L'amour est-ce qu'un sentiment ? Ou quelque chose de plus ? Pour beaucoup, c'est une étincelle éphémère qui peut s'éteindre. Mais la philosophie et la religion insistent : l'amour est objectif. Il n'est pas simplement en nous. Il est entre nous. Il définit la structure de l'existence, de l'éthique et du sens. Même lorsque nous ne ressentons pas l'amour, il reste une réalité à laquelle nous sommes appelés.
Déjà Platon dans "Le Banquet" parlait d'Éros comme d'une force unissant le fini et l'éternel. L'amour, selon Platon, n'est pas simplement une attraction pour le corps, mais une aspiration à la beauté en soi. C'est le désir de la vérité. Dans ce sens, l'amour n'est pas une caprice subjectif, mais une structure fondamentale de l'être. Nous aimons, parce que le monde est organisé de sorte que nous puissions nous connecter. Dans le christianisme, cette idée est renforcée : Dieu est Amour. L'amour n'est pas une attribut de Dieu, mais sa substance. Et si Dieu est la base de tout, alors l'amour est la toile de la réalité.

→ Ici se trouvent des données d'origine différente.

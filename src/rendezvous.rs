//! Handshake rendezvous: correlates the main gateway's "voice state" and
//! "voice server" events into one pair per server.
//!
//! Submitters are fire-and-forget; the waiter polls both maps until the
//! pair is complete or the deadline passes. Nothing carries over between
//! calls — a timed-out wait drops whichever half had arrived.

use std::sync::Arc;
use std::time::Duration;

use dashmap::{DashMap, DashSet};
use tokio::sync::OnceCell;
use tokio_util::sync::CancellationToken;
use tracing::{debug, warn};

use crate::bridge::{HandshakePair, UserApi, VoiceServerSnapshot, VoiceStateSnapshot};
use crate::common::{Result, ServerId, UserId, VoiceError};

/// Wall-clock budget for one wait, measured from call entry.
pub const DEFAULT_TIMEOUT: Duration = Duration::from_secs(5);

const POLL_INTERVAL: Duration = Duration::from_millis(50);

pub struct HandshakeRendezvous {
    user_api: Arc<dyn UserApi>,
    own_user: OnceCell<UserId>,
    pending: DashSet<ServerId>,
    states: DashMap<ServerId, VoiceStateSnapshot>,
    servers: DashMap<ServerId, VoiceServerSnapshot>,
}

impl HandshakeRendezvous {
    pub fn new(user_api: Arc<dyn UserApi>) -> Self {
        Self {
            user_api,
            own_user: OnceCell::new(),
            pending: DashSet::new(),
            states: DashMap::new(),
            servers: DashMap::new(),
        }
    }

    /// Waits for both halves of the handshake for `server_id`.
    ///
    /// Errors: [`VoiceError::AlreadyPending`] if a wait is in flight for
    /// the same server, [`VoiceError::Timeout`] after `timeout`,
    /// [`VoiceError::Cancelled`] if `cancel` fires first.
    pub async fn wait_for(
        &self,
        server_id: ServerId,
        timeout: Duration,
        cancel: &CancellationToken,
    ) -> Result<HandshakePair> {
        if !self.pending.insert(server_id) {
            return Err(VoiceError::AlreadyPending(server_id));
        }

        let result = tokio::select! {
            r = self.poll_pair(server_id, timeout) => r,
            _ = cancel.cancelled() => Err(VoiceError::Cancelled),
        };

        // Whatever happened, this request is over: no partial state may
        // leak into the next wait.
        self.pending.remove(&server_id);
        if result.is_err() {
            self.states.remove(&server_id);
            self.servers.remove(&server_id);
        }
        result
    }

    async fn poll_pair(&self, server_id: ServerId, timeout: Duration) -> Result<HandshakePair> {
        let deadline = tokio::time::Instant::now() + timeout;
        loop {
            if self.states.contains_key(&server_id) && self.servers.contains_key(&server_id) {
                // Single waiter per id, so the removes cannot race another
                // taker; submitters only ever insert.
                let state = self.states.remove(&server_id);
                let server = self.servers.remove(&server_id);
                if let (Some((_, state)), Some((_, server))) = (state, server) {
                    return Ok(HandshakePair { state, server });
                }
                return Err(VoiceError::ProtocolViolation(
                    "handshake half vanished mid-pairing".into(),
                ));
            }
            if tokio::time::Instant::now() >= deadline {
                return Err(VoiceError::Timeout("voice handshake"));
            }
            tokio::time::sleep_until(deadline.min(tokio::time::Instant::now() + POLL_INTERVAL))
                .await;
        }
    }

    /// Feeds a voice-state event in. No-op unless a wait is pending for its
    /// server and the snapshot belongs to the bot itself.
    pub async fn submit_state(&self, snapshot: VoiceStateSnapshot) {
        if !self.pending.contains(&snapshot.server_id) {
            return;
        }
        let own = match self.own_user().await {
            Ok(id) => id,
            Err(e) => {
                warn!("could not resolve own user id, dropping voice state: {}", e);
                return;
            }
        };
        if snapshot.user_id != own {
            debug!(
                "ignoring foreign voice state for server {} (user {})",
                snapshot.server_id, snapshot.user_id
            );
            return;
        }
        self.states.insert(snapshot.server_id, snapshot);
    }

    /// Feeds a voice-server event in. No-op unless a wait is pending.
    pub fn submit_server(&self, snapshot: VoiceServerSnapshot) {
        if !self.pending.contains(&snapshot.server_id) {
            return;
        }
        self.servers.insert(snapshot.server_id, snapshot);
    }

    async fn own_user(&self) -> Result<UserId> {
        self.own_user
            .get_or_try_init(|| self.user_api.get_current_user())
            .await
            .map(|id| *id)
    }
}

#[cfg(test)]
mod tests {
    use super::*;
    use async_trait::async_trait;
    use std::sync::atomic::{AtomicUsize, Ordering};

    const BOT: UserId = 777;

    struct FixedUser {
        calls: AtomicUsize,
    }

    #[async_trait]
    impl UserApi for FixedUser {
        async fn get_current_user(&self) -> Result<UserId> {
            self.calls.fetch_add(1, Ordering::SeqCst);
            Ok(BOT)
        }
    }

    fn rendezvous() -> (Arc<HandshakeRendezvous>, Arc<FixedUser>) {
        let user = Arc::new(FixedUser {
            calls: AtomicUsize::new(0),
        });
        (
            Arc::new(HandshakeRendezvous::new(user.clone())),
            user,
        )
    }

    fn state(server_id: ServerId, user_id: UserId) -> VoiceStateSnapshot {
        VoiceStateSnapshot {
            server_id,
            user_id,
            session_id: "abc".into(),
        }
    }

    fn server(server_id: ServerId) -> VoiceServerSnapshot {
        VoiceServerSnapshot {
            server_id,
            endpoint: Some("v.example".into()),
            token: "tkn".into(),
        }
    }

    #[tokio::test]
    async fn pairs_state_and_server() {
        let (rv, _) = rendezvous();
        let cancel = CancellationToken::new();

        let waiter = {
            let rv = rv.clone();
            let cancel = cancel.clone();
            tokio::spawn(async move { rv.wait_for(100, DEFAULT_TIMEOUT, &cancel).await })
        };

        tokio::task::yield_now().await;
        rv.submit_state(state(100, BOT)).await;
        rv.submit_server(server(100));

        let pair = waiter.await.unwrap().unwrap();
        assert_eq!(pair.state.session_id, "abc");
        assert_eq!(pair.server.token, "tkn");
    }

    #[tokio::test(start_paused = true)]
    async fn foreign_user_never_completes_a_pair() {
        let (rv, _) = rendezvous();
        let cancel = CancellationToken::new();

        let waiter = {
            let rv = rv.clone();
            let cancel = cancel.clone();
            tokio::spawn(async move { rv.wait_for(100, Duration::from_secs(5), &cancel).await })
        };

        tokio::task::yield_now().await;
        rv.submit_state(state(100, 999)).await;
        rv.submit_server(server(100));

        let err = waiter.await.unwrap().unwrap_err();
        assert!(matches!(err, VoiceError::Timeout(_)));
    }

    #[tokio::test(start_paused = true)]
    async fn times_out_and_drops_partial_state() {
        let (rv, _) = rendezvous();
        let cancel = CancellationToken::new();

        let waiter = {
            let rv = rv.clone();
            let cancel = cancel.clone();
            tokio::spawn(async move { rv.wait_for(100, Duration::from_secs(5), &cancel).await })
        };
        tokio::task::yield_now().await;
        rv.submit_server(server(100));

        let err = waiter.await.unwrap().unwrap_err();
        assert!(matches!(err, VoiceError::Timeout(_)));
        assert!(rv.servers.is_empty());
        assert!(rv.pending.is_empty());
    }

    #[tokio::test]
    async fn second_wait_for_same_server_is_rejected() {
        let (rv, _) = rendezvous();
        let cancel = CancellationToken::new();

        let first = {
            let rv = rv.clone();
            let cancel = cancel.clone();
            tokio::spawn(async move { rv.wait_for(100, DEFAULT_TIMEOUT, &cancel).await })
        };
        tokio::task::yield_now().await;

        let err = rv.wait_for(100, DEFAULT_TIMEOUT, &cancel).await.unwrap_err();
        assert!(matches!(err, VoiceError::AlreadyPending(100)));

        rv.submit_state(state(100, BOT)).await;
        rv.submit_server(server(100));
        first.await.unwrap().unwrap();
    }

    #[tokio::test]
    async fn submissions_without_pending_wait_are_dropped() {
        let (rv, _) = rendezvous();
        rv.submit_state(state(100, BOT)).await;
        rv.submit_server(server(100));
        assert!(rv.states.is_empty());
        assert!(rv.servers.is_empty());
    }

    #[tokio::test]
    async fn own_user_is_fetched_once() {
        let (rv, user) = rendezvous();
        let cancel = CancellationToken::new();

        for id in [1u64, 2] {
            let waiter = {
                let rv = rv.clone();
                let cancel = cancel.clone();
                tokio::spawn(async move { rv.wait_for(id, DEFAULT_TIMEOUT, &cancel).await })
            };
            tokio::task::yield_now().await;
            rv.submit_state(state(id, BOT)).await;
            rv.submit_server(server(id));
            waiter.await.unwrap().unwrap();
        }
        assert_eq!(user.calls.load(Ordering::SeqCst), 1);
    }

    #[tokio::test]
    async fn cancel_wins_over_timeout() {
        let (rv, _) = rendezvous();
        let cancel = CancellationToken::new();
        cancel.cancel();
        let err = rv.wait_for(5, DEFAULT_TIMEOUT, &cancel).await.unwrap_err();
        assert!(matches!(err, VoiceError::Cancelled));
    }
}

Immanuel Kant n'a pas écrit sur l'amour comme sur un sentiment. Mais son impératif catégorique - se comporter avec l'homme comme une fin en soi et non comme un moyen - est une expression philosophique de l'amour. Au XXe siècle, Emmanuel Levinas a poussé plus loin : l'amour est une responsabilité envers l'Autre. Le visage de l'Autre me rappelle à la responsabilité. Ce n'est pas une émotion, mais un devoir que je ne peux éviter. Martin Buber dans "Ich und Du" parle de la rencontre authentique qui dépasse l'utilité. L'amour n'est pas mon projet, mais un événement dans lequel je participe.
Dans le Nouveau Testament, l'amour - agapé - n'est pas un sentiment romantique ni une attachement fraterno. C'est une amour inconditionnelle, sacrificielle, indépendante des mérites de l'objet. Il est objectif dans la mesure où il est une norme à laquelle nous sommes appelés, même lorsque nous ne le voulons pas. "Aimez vos ennemis" n'est pas un conseil, mais une commandement. Il ne s'adresse pas aux sentiments. Il s'adresse à la volonté. Et donc l'amour n'est pas ce que nous ressentons, mais ce que nous faisons.
L'amour ne serait pas amour s'il était obligatoire. C'est la liberté qui rend l'amour possible et en même temps réel. Le choix libre d'aimer, même lorsque nous n'avons pas envie, transforme l'amour d'une émotion en un acte. Cette transformation rend l'amour objectif : il existe dans le monde à travers nos décisions. Il n'y a pas d'amour sans liberté. Il n'y a pas de liberté sans responsabilité. Et dans ce sens, l'amour est le fait le plus objectif de la vie humaine.
Socrate aimait la vérité plus que la vie. François d'Assise aimait les pauvres et les lépreux. Étienne de La Boétie aimait la liberté. Dans chaque cas, l'amour n'était pas un sentiment, mais une position. Il définissait leurs actes, leurs souffrances, leur mort. Ces exemples montrent : l'amour est objectif, parce qu'il change le monde. Il crée des familles, des communautés, des cultures. Il construit des villes et détruit les murs.
L'amour ne disparaît pas lorsque le désir passe. Il reste comme un choix, comme un souvenir, comme une espérance. Dans ce sens, son objectivité : il ne dépend pas de notre humeur. Il dépend de nous.